Approach in traditional statistical methods

In the natural sciences, researchers are typically dealing with quantities such as chemical compounds or physical matter, which can be measured directly. In contrast, in psychology, researchers often want to measure intangible phenomena, such as attitudes, beliefs, emotions, states, and traits. To assess these ambiguous concepts, it is unavoidable that measures are accompanied by some amount of measurement error—the deviation of the measured values from the true value of the concept (given the sample; McDonald, 2013). Measurement errors reflect various factors irrelevant to the concept itself they want to measure. They exist because the “true” constructs can be measured only indirectly, for example, by asking questions about phenomena that theoretically reflect the construct. The problem is that almost all standard statistical models—especially regression models and their extensions—assume that variables are perfectly measured. However, when measurement errors are present, parameter estimates become biased (Bound et al., 2001).

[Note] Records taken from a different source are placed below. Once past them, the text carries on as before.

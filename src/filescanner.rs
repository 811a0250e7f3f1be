use std::collections::BTreeSet;
use std::fs;
use std::path::{Path, PathBuf};

use tracing::{debug, warn};

use crate::error::RunnerError;
use crate::fstools::{classify_file, DirEntryCategory};

pub const VIDEO_EXTENSIONS: [&str; 3] = ["mp4", "mov", "mkv"];

pub fn is_video(path: &Path) -> bool {
    match path.extension().and_then(|e| e.to_str()) {
        Some(ext) => VIDEO_EXTENSIONS.contains(&ext.to_lowercase().as_str()),
        None => false,
    }
}

/// Finds video files under a directory.
pub struct FileScanner {
    pub recursive: bool,
    /// Directory names never descended into, such as the output subdirectory.
    pub skip_dirs: Vec<String>,
}

impl FileScanner {
    pub fn new(recursive: bool) -> Self {
        FileScanner { recursive, skip_dirs: vec![] }
    }

    pub fn skip_dir(mut self, name: &str) -> Self {
        self.skip_dirs.push(String::from(name));
        self
    }

    pub fn scan(&self, dirpath: &Path) -> Vec<PathBuf> {
        let mut found = vec![];
        let mut dirpaths = vec![dirpath.to_path_buf()];
        while let Some(current_dir) = dirpaths.pop() {
            let entries = match fs::read_dir(&current_dir) {
                Ok(entries) => entries,
                Err(err) => {
                    warn!(dir = %current_dir.display(), "unable to read directory: {}", err);
                    continue;
                },
            };
            for entry in entries.filter_map(|e| e.ok()) {
                let Ok(ft) = entry.file_type() else { continue };
                let path = entry.path();
                if ft.is_file() && is_video(&path) {
                    found.push(path);
                } else if ft.is_dir() && self.recursive && !self.skipped(&path) {
                    dirpaths.push(path);
                }
            }
        }
        found.sort();
        found
    }

    fn skipped(&self, dir: &Path) -> bool {
        match dir.file_name().and_then(|n| n.to_str()) {
            Some(name) => self.skip_dirs.iter().any(|s| s == name),
            None => false,
        }
    }

    /// Expands files and directories into a sorted, de-duplicated list of
    /// absolute video paths. Files named explicitly are kept whatever their
    /// extension.
    pub fn collect(&self, inputs: &[PathBuf]) -> Result<Vec<PathBuf>, RunnerError> {
        let mut files = BTreeSet::new();
        for input in inputs {
            match classify_file(input) {
                DirEntryCategory::RegularFile => {
                    files.insert(fs::canonicalize(input)?);
                },
                DirEntryCategory::Directory => {
                    let dir = fs::canonicalize(input)?;
                    let found = self.scan(&dir);
                    debug!(dir = %dir.display(), count = found.len(), "scanned directory");
                    files.extend(found);
                },
                DirEntryCategory::DoesNotExist => {
                    return Err(RunnerError::Io(std::io::Error::new(
                        std::io::ErrorKind::NotFound,
                        format!("{} does not exist", input.display()))));
                },
                DirEntryCategory::Unknown => warn!(path = %input.display(), "skipping unclassifiable path"),
            }
        }
        Ok(files.into_iter().collect())
    }
}
use std::fs;
use std::path::{Path, PathBuf};

#[derive(Debug, PartialEq)]
pub enum DirEntryCategory {
    DoesNotExist,
    RegularFile,
    Directory,
    Unknown,
}

/// Classifies `path`, following symlinks.
pub fn classify_file(path: &Path) -> DirEntryCategory {
    match fs::metadata(path) {
        Ok(metadata) => {
            if metadata.is_file() {
                DirEntryCategory::RegularFile
            } else if metadata.is_dir() {
                DirEntryCategory::Directory
            } else {
                DirEntryCategory::Unknown
            }
        },
        Err(_) => DirEntryCategory::DoesNotExist,
    }
}

/// Resolves `path` to a canonical form for comparison. A file that does not
/// exist yet is resolved through its parent directory when that exists.
pub fn normalize(path: &Path) -> PathBuf {
    if let Ok(canonical) = fs::canonicalize(path) {
        return canonical;
    }
    match (path.parent(), path.file_name()) {
        (Some(parent), Some(name)) => match fs::canonicalize(parent) {
            Ok(parent) => parent.join(name),
            Err(_) => path.to_path_buf(),
        },
        _ => path.to_path_buf(),
    }
}

pub fn same_file(a: &Path, b: &Path) -> bool {
    normalize(a) == normalize(b)
}
use std::fs;
use std::path::PathBuf;
use std::process::ExitCode;

use human_repr::HumanCount;
use rustop::opts;
use tracing_subscriber::EnvFilter;

use reel_squeeze::config::{self, ConfigOverrides};
use reel_squeeze::estimate::estimated_savings;
use reel_squeeze::filescanner::FileScanner;
use reel_squeeze::terminal::TerminalSink;
use reel_squeeze::{BatchRunner, CancellationToken, JobSpec, RunnerError};

struct Invocation {
    inputs: Vec<PathBuf>,
    overrides: ConfigOverrides,
    config_file: Option<PathBuf>,
    report: Option<PathBuf>,
    recursive: bool,
    estimate_only: bool,
}

fn main() -> ExitCode {
    let (args, _rest) = opts! {
        synopsis "Compress video files with ffmpeg, several at a time.";
        opt profile:Option<String>, desc:"Starting defaults. [standard, turbo]";
        opt quality:Option<u8>, desc:"CRF value; lower means better quality and bigger files.";
        opt preset:Option<String>, desc:"Encoder speed. [fast, balanced, max-compression]";
        opt codec:Option<String>, desc:"Video codec. [h264, hevc, av1]";
        opt jobs:Option<usize>, desc:"Number of files to encode at once. (default 3)";
        opt output:Option<String>, desc:"Write every output into this directory instead of a subdirectory beside each source.";
        opt ffmpeg:Option<String>, desc:"Path to the ffmpeg binary.";
        opt config:Option<String>, desc:"JSON file with configuration overrides.";
        opt report:Option<String>, desc:"Write a JSON summary of the batch to this file.";
        opt flat:bool=false, desc:"Only take videos directly inside input folders, not from their subfolders.";
        opt estimate:bool=false, desc:"Print the estimated savings and exit.";
        param inputs:Vec<String>, desc:"Input files and/or directories.";
    }.parse_or_exit();

    tracing_subscriber::fmt()
        .with_env_filter(EnvFilter::try_from_default_env().unwrap_or_else(|_| EnvFilter::new("warn")))
        .with_writer(std::io::stderr)
        .init();

    let overrides = match cli_overrides(
        args.profile.as_deref(),
        args.preset.as_deref(),
        args.codec.as_deref(),
    ) {
        Ok(overrides) => ConfigOverrides {
            quality: args.quality,
            concurrency: args.jobs,
            binary: args.ffmpeg.map(PathBuf::from),
            output_dir: args.output.map(PathBuf::from),
            ..overrides
        },
        Err(err) => {
            println!("{}", err);
            return ExitCode::FAILURE;
        },
    };

    let invocation = Invocation {
        inputs: args.inputs.iter().map(PathBuf::from).collect(),
        overrides,
        config_file: args.config.map(PathBuf::from),
        report: args.report.map(PathBuf::from),
        recursive: !args.flat,
        estimate_only: args.estimate,
    };

    match run(invocation) {
        Ok(code) => code,
        Err(err) => {
            println!("Failure -__-\n{}", err);
            ExitCode::FAILURE
        },
    }
}

fn cli_overrides(profile: Option<&str>, preset: Option<&str>, codec: Option<&str>) -> Result<ConfigOverrides, RunnerError> {
    Ok(ConfigOverrides {
        profile: profile.map(str::parse).transpose()?,
        preset: preset.map(str::parse).transpose()?,
        codec: codec.map(str::parse).transpose()?,
        ..Default::default()
    })
}

fn install_signal_handlers(cancel: &CancellationToken) -> std::io::Result<()> {
    use signal_hook::consts::{SIGINT, SIGTERM};
    use signal_hook::flag;

    // a second Ctrl-C exits immediately
    flag::register_conditional_shutdown(SIGINT, 130, cancel.flag())?;
    flag::register(SIGINT, cancel.flag())?;
    flag::register(SIGTERM, cancel.flag())?;
    Ok(())
}

fn run(invocation: Invocation) -> Result<ExitCode, RunnerError> {
    let file = match &invocation.config_file {
        Some(path) => Some(ConfigOverrides::load(path)?),
        None => None,
    };
    let config = config::resolve(file.as_ref(), &invocation.overrides)?;

    let mut scanner = FileScanner::new(invocation.recursive);
    if let Some(subdirectory) = config.output.subdirectory() {
        scanner = scanner.skip_dir(subdirectory);
    }
    if invocation.inputs.is_empty() {
        println!("Nothing to do: no input files or directories given.");
        return Ok(ExitCode::FAILURE);
    }
    let sources = scanner.collect(&invocation.inputs)?;
    if sources.is_empty() {
        println!("No video files found in {:?}.", invocation.inputs);
        return Ok(ExitCode::FAILURE);
    }

    let quality = config.encoder.quality()?;
    let total_bytes: u64 = sources.iter().filter_map(|s| fs::metadata(s).ok()).map(|m| m.len()).sum();
    println!(
        "{} files, {}. Compression level: {} ({}). Est. saving: ~{}",
        sources.len(),
        total_bytes.human_count_bytes(),
        quality.tier(),
        quality,
        estimated_savings(total_bytes, quality).human_count_bytes());
    if invocation.estimate_only {
        return Ok(ExitCode::SUCCESS);
    }

    let jobs = JobSpec::for_sources(&sources, &config.encoder, &config.output)?;
    let cancel = CancellationToken::new();
    install_signal_handlers(&cancel)?;
    let runner = BatchRunner::from_config(&config)?.with_cancellation(cancel);

    let summary = runner.run(jobs, &mut TerminalSink::new())?;

    if let Some(path) = &invocation.report {
        summary.write_json(path)?;
        println!("Report written to {:?}.", path);
    }

    if summary.failed == 0 && !summary.cancelled {
        println!("Success! ^__^");
        Ok(ExitCode::SUCCESS)
    } else {
        Ok(ExitCode::FAILURE)
    }
}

One may have the intuition that measurement error simply attenuates the results, and thus, researchers should simply keep this in mind when interpreting the effect size and p values. This is wrong. When there are multiple predictors in a regression model, for example, measurement error can wrongly strengthen a positive association or even reverse the effect (Bound et al., 2001; Brunner & Austin, 2009; Cohen et al., 2013). The direction of the bias is almost completely unpredictable when there are several correlated predictors. Even if a variable is perfectly measured, if another variable in the model is measured with error, the regression coefficient for the perfectly measured variable can be biased. ⁵ Because of the bias, Type 1 error rates also naturally inflate—even if the variable has no effect (and regardless of whether the predictor itself was perfectly measured), the variable may show a significant effect if other predictors in the model suffer from measurement error (Brunner & Austin, 2009; Cole & Preacher, 2014). Increasing the sample size cannot counter the bias (van Smeden et al., 2020). In fact, when the bias is present, larger sample size actually increases Type 1 error rates.

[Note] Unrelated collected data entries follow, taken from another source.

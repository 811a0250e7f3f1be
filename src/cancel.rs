use std::sync::Arc;
use std::sync::atomic::{AtomicBool, Ordering};

/// Cooperative stop flag shared by the runner, its workers and whoever
/// wants to stop them. Clones observe the same flag.
#[derive(Clone, Debug, Default)]
pub struct CancellationToken {
    flag: Arc<AtomicBool>,
}

impl CancellationToken {
    pub fn new() -> Self {
        CancellationToken::default()
    }

    pub fn cancel(&self) {
        self.flag.store(true, Ordering::SeqCst);
    }

    pub fn is_cancelled(&self) -> bool {
        self.flag.load(Ordering::SeqCst)
    }

    /// The raw flag, for handing to signal handlers.
    pub fn flag(&self) -> Arc<AtomicBool> {
        Arc::clone(&self.flag)
    }
}
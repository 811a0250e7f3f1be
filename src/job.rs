use std::collections::BTreeSet;
use std::ffi::OsString;
use std::path::{Path, PathBuf};
use std::time::Duration;

use serde::Serialize;

use crate::config::{EncoderConfig, OutputLayout};
use crate::error::{FailureReason, RunnerError};
use crate::fstools;
use crate::quality::{Preset, Quality};

/// One source file to be converted into one output file.
#[derive(Clone, Debug, PartialEq, Serialize)]
pub struct JobSpec {
    pub source_path: PathBuf,
    pub output_path: PathBuf,
    pub quality: Quality,
    pub preset: Preset,
}

impl JobSpec {
    pub fn new(source_path: PathBuf, output_path: PathBuf, quality: Quality, preset: Preset) -> Self {
        JobSpec { source_path, output_path, quality, preset }
    }

    /// Builds one job per source, with outputs placed according to `layout`.
    ///
    /// Every job gets its own output: when two sources map to the same path
    /// (same file name, one output directory) the later one is numbered
    /// `<prefix><stem>_2.<ext>`, `_3`, and so on. An output that lands on any
    /// source file is an error.
    pub fn for_sources(
        sources: &[PathBuf],
        encoder: &EncoderConfig,
        layout: &OutputLayout,
    ) -> Result<Vec<JobSpec>, RunnerError> {
        let quality = encoder.quality()?;
        let source_keys: BTreeSet<PathBuf> = sources.iter().map(|s| fstools::normalize(s)).collect();
        let mut taken = BTreeSet::new();
        let mut jobs = Vec::with_capacity(sources.len());

        for source in sources {
            let base = layout.output_path(source)?;
            if source_keys.contains(&fstools::normalize(&base)) {
                return Err(RunnerError::OutputIsSource { path: base });
            }
            let mut output = base.clone();
            let mut n = 1;
            loop {
                let key = fstools::normalize(&output);
                if !source_keys.contains(&key) && taken.insert(key) {
                    break;
                }
                n += 1;
                output = numbered(&base, n);
            }
            jobs.push(JobSpec::new(source.clone(), output, quality, encoder.preset));
        }
        Ok(jobs)
    }

    pub fn file_name(&self) -> String {
        display_name(&self.source_path)
    }
}

fn numbered(path: &Path, n: usize) -> PathBuf {
    let mut name = path.file_stem().map(OsString::from).unwrap_or_default();
    name.push(format!("_{}", n));
    if let Some(ext) = path.extension() {
        name.push(".");
        name.push(ext);
    }
    path.with_file_name(name)
}

pub(crate) fn display_name(path: &Path) -> String {
    match path.file_name() {
        Some(name) => name.to_string_lossy().into_owned(),
        None => path.display().to_string(),
    }
}

#[derive(Clone, Debug, PartialEq, Serialize)]
pub enum Outcome {
    Success,
    Failed(FailureReason),
}

#[derive(Clone, Debug, PartialEq, Serialize)]
pub struct JobResult {
    pub job: JobSpec,
    pub outcome: Outcome,
    pub input_bytes: u64,
    pub output_bytes: u64,
    pub duration: Duration,
}

impl JobResult {
    pub fn success(job: JobSpec, input_bytes: u64, output_bytes: u64, duration: Duration) -> Self {
        JobResult { job, outcome: Outcome::Success, input_bytes, output_bytes, duration }
    }

    /// Failed jobs never report output bytes.
    pub fn failed(job: JobSpec, reason: FailureReason, input_bytes: u64, duration: Duration) -> Self {
        JobResult { job, outcome: Outcome::Failed(reason), input_bytes, output_bytes: 0, duration }
    }

    pub fn is_success(&self) -> bool {
        matches!(self.outcome, Outcome::Success)
    }

    pub fn failure(&self) -> Option<&FailureReason> {
        match &self.outcome {
            Outcome::Success => None,
            Outcome::Failed(reason) => Some(reason),
        }
    }

    /// Bytes saved by this job; zero for failures and for outputs that grew.
    pub fn saved_bytes(&self) -> u64 {
        match self.outcome {
            Outcome::Success => self.input_bytes.saturating_sub(self.output_bytes),
            Outcome::Failed(_) => 0,
        }
    }
}
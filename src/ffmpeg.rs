use std::path::Path;
use std::process::{Command, Stdio};

use tracing::debug;

use crate::error::RunnerError;

/// Checks once that the encoder binary can be launched at all, so a missing
/// `ffmpeg` surfaces as one error instead of one failure per job.
pub fn preflight(binary: &Path) -> Result<(), RunnerError> {
    let status = Command::new(binary)
        .arg("-version")
        .stdin(Stdio::null())
        .stdout(Stdio::null())
        .stderr(Stdio::null())
        .status();
    match status {
        Ok(status) if status.success() => {
            debug!(binary = %binary.display(), "encoder preflight passed");
            Ok(())
        },
        Ok(status) => Err(RunnerError::launch_failure(binary, format!("`-version` exited with {}", status))),
        Err(err) => Err(RunnerError::launch_failure(binary, err.to_string())),
    }
}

Although some sophisticated models have been proposed for variables with measurement errors (especially in econometrics; e.g., Fuller, 2009), the issue is hard to resolve because the measurement error needs to be quantified in the first place. One straightforward strategy commonly used in psychology is to assess constructs (e.g., personality traits) using multiple items. If there are inconsistent responses to the multiple items assessing the same construct, then they should be deemed as measurement error. With multiple items per construct, latent variable modeling can then be applied, for example, through the commonly used SEM framework (Bollen, 1989). The SEM framework is a combination of factor analysis (FA; Fruchter, 1954; P. Kline, 2014) and path models to estimate the commonality of individual items by supposing a latent factor (an unobserved variable that is inferred from observable variables) that researchers can flexibly include in a regression model. The fundamental assumption is the existence of a hidden “true score” behind the measurement, which reflects a psychological construct of interest, and researchers are concerned with the relationship between this true score and the outcome.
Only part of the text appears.